Dies erfolgte aus zwei Gründen, denn die einheimische Wirtschaft sollte
angekurbelt werden und die ausländische Industrie baute keine
Lokomotiven
für die Schweiz. So war klar, dass dieser Schritt bei der Entwicklung in
der Schweiz gemacht werden sollte.
Somit konnte aus der bisher nur als Idee vorhandenen
Lokomotive,
durchaus eine Serie werden. Die von der BLS angeschriebenen Hersteller
konnten nun anhand des
Pflichtenheftes
eine Lokomotive konstruieren, die den Vorgaben der BLS entsprach. Die
grössten Probleme bei der Herstellung sollten jedoch das Material und das
geforderte Gewicht der Lokomotive sein. Mit der
Achsfolge
Bo‘ Bo‘ gab es kein Problem, aber das Gewicht war eine andere Sache. Die Hersteller reichten daher unterschiedliche Angebote ein. Darunter war auch die Baureihe Ae 4/6 der Schweizerischen Bundesbahnen SBB zu finden.
Man fürchtete sich vor der Gewichtsreduktion, die mit dem Verzicht
auf die
Laufachsen
nötig geworden wäre. Bereits bei der Reihe
Ae 4/6 hatte man
kämpfen müssen und nun sollte die Angelegenheit noch einmal kompakter und
leichter werden. Keine leichte Aufgabe.
Bei all den Ideen, die der BLS von den Herstellern unterbreitet
wurden, bemerkte man die Auswirkungen des Krieges. Die wirklich
innovativsten Lösungen fehlten schlicht. Jedoch war darunter auch eine
Studie der Schweizerischen Lokomotiv- und Maschinenfabrik SLM für ein
Laufwerk,
das bei
Lokomotiven
ohne führende
Laufachsen
gute Ergebnisse erzielen sollte. Zusammen mit der Brown Boveri und Co BBC
in Münchenstein, hätte eine passende Maschine entstehen können.

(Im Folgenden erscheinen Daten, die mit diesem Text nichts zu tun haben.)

// src/pipeline.rs

//! CSS-in-JS bundle pipeline
//!
//! Text transform, then layer wrap, then content name. The pipeline's
//! `exclude_from_data` default is `["part"]`, unlike the bare transforms
//! whose default is an empty list; an explicitly empty list stays empty.

use serde::Serialize;
use tracing::debug;

use crate::hash::hash_name;
use crate::layer::to_layer;
use crate::options::TransformOptions;
use crate::text::transform_host_selectors;

/// A transformed style block ready for CSS-in-JS use
#[derive(Debug, Clone, PartialEq, Eq, Serialize)]
pub struct StyleBundle {
    /// 8 lowercase hex characters derived from `css`
    pub name: String,
    /// Final CSS text, wrapped in the layer if one was requested
    pub css: String,
}

/// Transform `input` and name the result by its content
pub fn bundle_css(input: &str, options: &TransformOptions) -> StyleBundle {
    let options = options.with_bundle_defaults();

    let transformed = transform_host_selectors(
        input,
        &TransformOptions {
            layer: None,
            ..options.clone()
        },
    );
    let css = to_layer(&transformed, options.layer());
    let name = hash_name(&css);

    debug!("Bundled style block {} ({} bytes)", name, css.len());
    StyleBundle { name, css }
}
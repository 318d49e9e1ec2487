// src/lib.rs

//! hostcss
//!
//! Rewrites web-component stylesheets written against `:host` into plain CSS
//! that can be nested under any selector, for inline embedding or CSS-in-JS.
//!
//! # Overview
//!
//! - `:host { ... }` blocks are unwrapped into the enclosing scope
//! - `:host(<expr>)` becomes `<host_tag><expr>` (default tag `&`)
//! - `:host [attr]` becomes `<host_tag> [attr]`
//! - Optionally, `[attr]` selectors are renamed to `[data-attr]`
//! - Optionally, the output is wrapped in a cascade layer
//!
//! Two transformers share one rule set: [`transform_host_selectors`] works on
//! raw text, [`transform_stylesheet_str`] parses a lossless rule tree first.
//! [`bundle_css`] adds a content name for CSS-in-JS use sites.
//!
//! ```
//! use hostcss::{bundle_css, transform_host_selectors, TransformOptions};
//!
//! let css = ":host { color: red; } :host([id]) { cursor: pointer; }";
//! let out = transform_host_selectors(css, &TransformOptions::default());
//! assert_eq!(out, "color: red; &[id] { cursor: pointer; }");
//!
//! let bundle = bundle_css(css, &TransformOptions::new().with_layer("defaults"));
//! assert_eq!(bundle.name.len(), 8);
//! ```

pub mod attribute;
pub mod config;
mod error;
pub mod hash;
pub mod layer;
pub mod options;
pub mod pipeline;
pub mod rules;
pub mod stylesheet;
pub mod text;
pub mod tree;

pub use attribute::map_attribute_name;
pub use config::{Config, ConfigError, Mode};
pub use error::{Error, Result};
pub use hash::hash_name;
pub use layer::to_layer;
pub use options::{TransformOptions, BUNDLE_EXCLUDE_FROM_DATA, DEFAULT_HOST_TAG};
pub use pipeline::{bundle_css, StyleBundle};
pub use rules::map_attributes_to_data;
pub use stylesheet::{parse, ParseError, Stylesheet};
pub use text::transform_host_selectors;
pub use tree::{transform_stylesheet, transform_stylesheet_str, HostTransformer};

/// Transform CSS text with the selected transformer
pub fn transform(css: &str, mode: Mode, options: &TransformOptions) -> Result<String> {
    match mode {
        Mode::Text => Ok(transform_host_selectors(css, options)),
        Mode::Tree => transform_stylesheet_str(css, options),
    }
}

Wenn man auf das Weltgeschehen um 1942 blickte, erkannte man, dass
überall der zweite Weltkrieg wütete. Die Alliierten hatten sich
mittlerweile formiert und griffen in die Kampfhandlungen mit ein.
Insbesondere die Bombardierungen der Städte entlang des Rheins bewirkten,
dass die Verkehrswege aus dem Norden unterbrochen wurden. Das verschärfte
den Mangel an Rohstoffen zusätzlich. Mit anderen Worten, es fehlte das
dringend benötigte Kupfer.
Das beim Bau von elektrischen
Lokomotiven
verwendete Metall war schwer und selten. Zudem benötigte der mechanische
Teil tragkräftigen Stahl, um eine stabile Lokomotive zu konstruieren. Man
musste somit bei beiden Bereichen massiv Gewicht und Metall sparen. Nur so
konnte man bei 20 Tonnen
Achsdruck
auf die
Laufachsen
verzichten. All das wirkte sich natürlich auf die Angebote aus. Rettung
sah man überall beim leichten Aluminium.
Die benötigten Metalle waren in der Schweiz kaum vorhanden. Gut
sah es dabei noch beim benötigten Stahl aus. Diesen konnte man in
ausreichender Menge aus dem anfallenden Schrott gewinnen. Die bisher
genutzten Quellen im Ruhrgebiet konnten nicht genutzt werden. Die
Transportwege wären lange gewesen und daher setzte man auf das Recycling,
auch wenn man natürlich noch keine Ahnung hatte, dass dem so gesagt wird.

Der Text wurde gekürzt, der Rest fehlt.